Fredrik KullenbergKarsten PetersMarkus SjöblomFemke HeindryckxDavid DahlgrenHans LennernäsPublished in: Basic & clinical pharmacology & toxicology (2023)
Chemotherapy-induced mucositis, characterized by diarrhoea and villous atrophy, is a severe side effect contributing to reduced quality of life and premature death in cancer patients treated with cytostatics. Despite its high incidence, there is no effective supportive therapy available. The main objective of this study was to determine if the anti-inflammatory drugs anakinra and/or dexamethasone-which have different mechanisms-of-action-might be used to effectively treat idarubicin-induced mucositis in rats. Mucositis was induced through a single injection with 2 mg/kg idarubicin (with saline as control), followed by daily treatments of anakinra (100 mg/kg/day), dexamethasone (10 mg/kg/day) or both for 3 days. After 72 h, jejunal tissue was collected for morphological, apoptotic and proliferative analyses, and colonic faecal water content and body weight change were determined.
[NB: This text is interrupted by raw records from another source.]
//! Linux epoll backend
//!
//! Edge-triggered mode (EPOLLET) is used only when no `POLL_*` bit is
//! present for the descriptor; a level-polled descriptor stays in level
//! mode for both directions.

use super::{socket_error, Backend, Readiness};
use crate::error::{Error, Result};
use crate::event::EventMask;
use std::cell::RefCell;
use std::os::unix::io::RawFd;

const EVENT_CAPACITY: usize = 1024;

pub struct EpollBackend {
    epfd: RawFd,
    buf: RefCell<Vec<libc::epoll_event>>,
}

impl EpollBackend {
    pub fn new() -> Result<Self> {
        let epfd = unsafe { libc::epoll_create1(libc::EPOLL_CLOEXEC) };
        if epfd < 0 {
            return Err(Error::SocketEngine(format!(
                "could not initialize epoll: {}",
                std::io::Error::last_os_error()
            )));
        }
        Ok(Self {
            epfd,
            buf: RefCell::new(vec![
                libc::epoll_event { events: 0, u64: 0 };
                EVENT_CAPACITY
            ]),
        })
    }
}

impl Drop for EpollBackend {
    fn drop(&mut self) {
        unsafe {
            libc::close(self.epfd);
        }
    }
}

fn mask_to_epoll(mask: EventMask) -> u32 {
    let mut events = 0;
    if mask.intersects(EventMask::POLL_READ | EventMask::POLL_WRITE) {
        // Level-triggered polling was requested for this descriptor.
        if mask.intersects(EventMask::POLL_READ | EventMask::FAST_READ) {
            events |= libc::EPOLLIN as u32;
        }
        if mask.intersects(EventMask::POLL_WRITE | EventMask::FAST_WRITE) {
            events |= libc::EPOLLOUT as u32;
        }
    } else {
        events = libc::EPOLLET as u32;
        if mask.intersects(EventMask::FAST_READ | EventMask::EDGE_READ) {
            events |= libc::EPOLLIN as u32;
        }
        if mask.intersects(EventMask::FAST_WRITE | EventMask::EDGE_WRITE) {
            events |= libc::EPOLLOUT as u32;
        }
    }
    events
}

fn ctl(epfd: RawFd, op: libc::c_int, fd: RawFd, events: u32) -> Result<()> {
    let mut ev = libc::epoll_event {
        events,
        u64: fd as u64,
    };
    let rc = unsafe { libc::epoll_ctl(epfd, op, fd, &mut ev) };
    if rc < 0 {
        return Err(Error::SocketEngine(format!(
            "epoll_ctl on fd {} failed: {}",
            fd,
            std::io::Error::last_os_error()
        )));
    }
    Ok(())
}

impl Backend for EpollBackend {
    fn name(&self) -> &'static str {
        "epoll"
    }

    fn add(&self, fd: RawFd, mask: EventMask) -> Result<()> {
        ctl(self.epfd, libc::EPOLL_CTL_ADD, fd, mask_to_epoll(mask))
    }

    fn modify(&self, fd: RawFd, old: EventMask, new: EventMask) -> Result<()> {
        let old_events = mask_to_epoll(old);
        let new_events = mask_to_epoll(new);
        if old_events == new_events {
            return Ok(());
        }
        ctl(self.epfd, libc::EPOLL_CTL_MOD, fd, new_events)
    }

    fn remove(&self, fd: RawFd) -> Result<()> {
        ctl(self.epfd, libc::EPOLL_CTL_DEL, fd, 0)
    }

    fn wait(&self, out: &mut Vec<Readiness>, max_wait_ms: i32) -> Result<()> {
        let mut buf = self.buf.borrow_mut();
        let n = unsafe {
            libc::epoll_wait(self.epfd, buf.as_mut_ptr(), buf.len() as libc::c_int, max_wait_ms)
        };
        if n < 0 {
            let err = std::io::Error::last_os_error();
            if err.raw_os_error() == Some(libc::EINTR) {
                return Ok(());
            }
            return Err(Error::SocketEngine(format!("epoll_wait failed: {}", err)));
        }
        for ev in buf.iter().take(n as usize) {
            let fd = ev.u64 as RawFd;
            let flags = ev.events;
            let error = if flags & libc::EPOLLHUP as u32 != 0 {
                Some(0)
            } else if flags & libc::EPOLLERR as u32 != 0 {
                Some(socket_error(fd))
            } else {
                None
            };
            out.push(Readiness {
                fd,
                readable: flags & libc::EPOLLIN as u32 != 0,
                writable: flags & libc::EPOLLOUT as u32 != 0,
                error,
            });
        }
        Ok(())
    }
}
The diarrhoea that was induced by idarubicin (from 63.5% to 78.6% water content in faeces) was completely reversed by anakinra alone, and the jejunal villus height reduction by 36% was prevented by a combination of anakinra and dexamethasone. Dexamethasone reduced apoptosis in the jejunal crypts, both alone and in combination with anakinra. These positive effects encouraged further investigations into the use of anakinra and dexamethasone as supportive therapies for chemotherapy-induced intestinal mucositis and diarrhoea.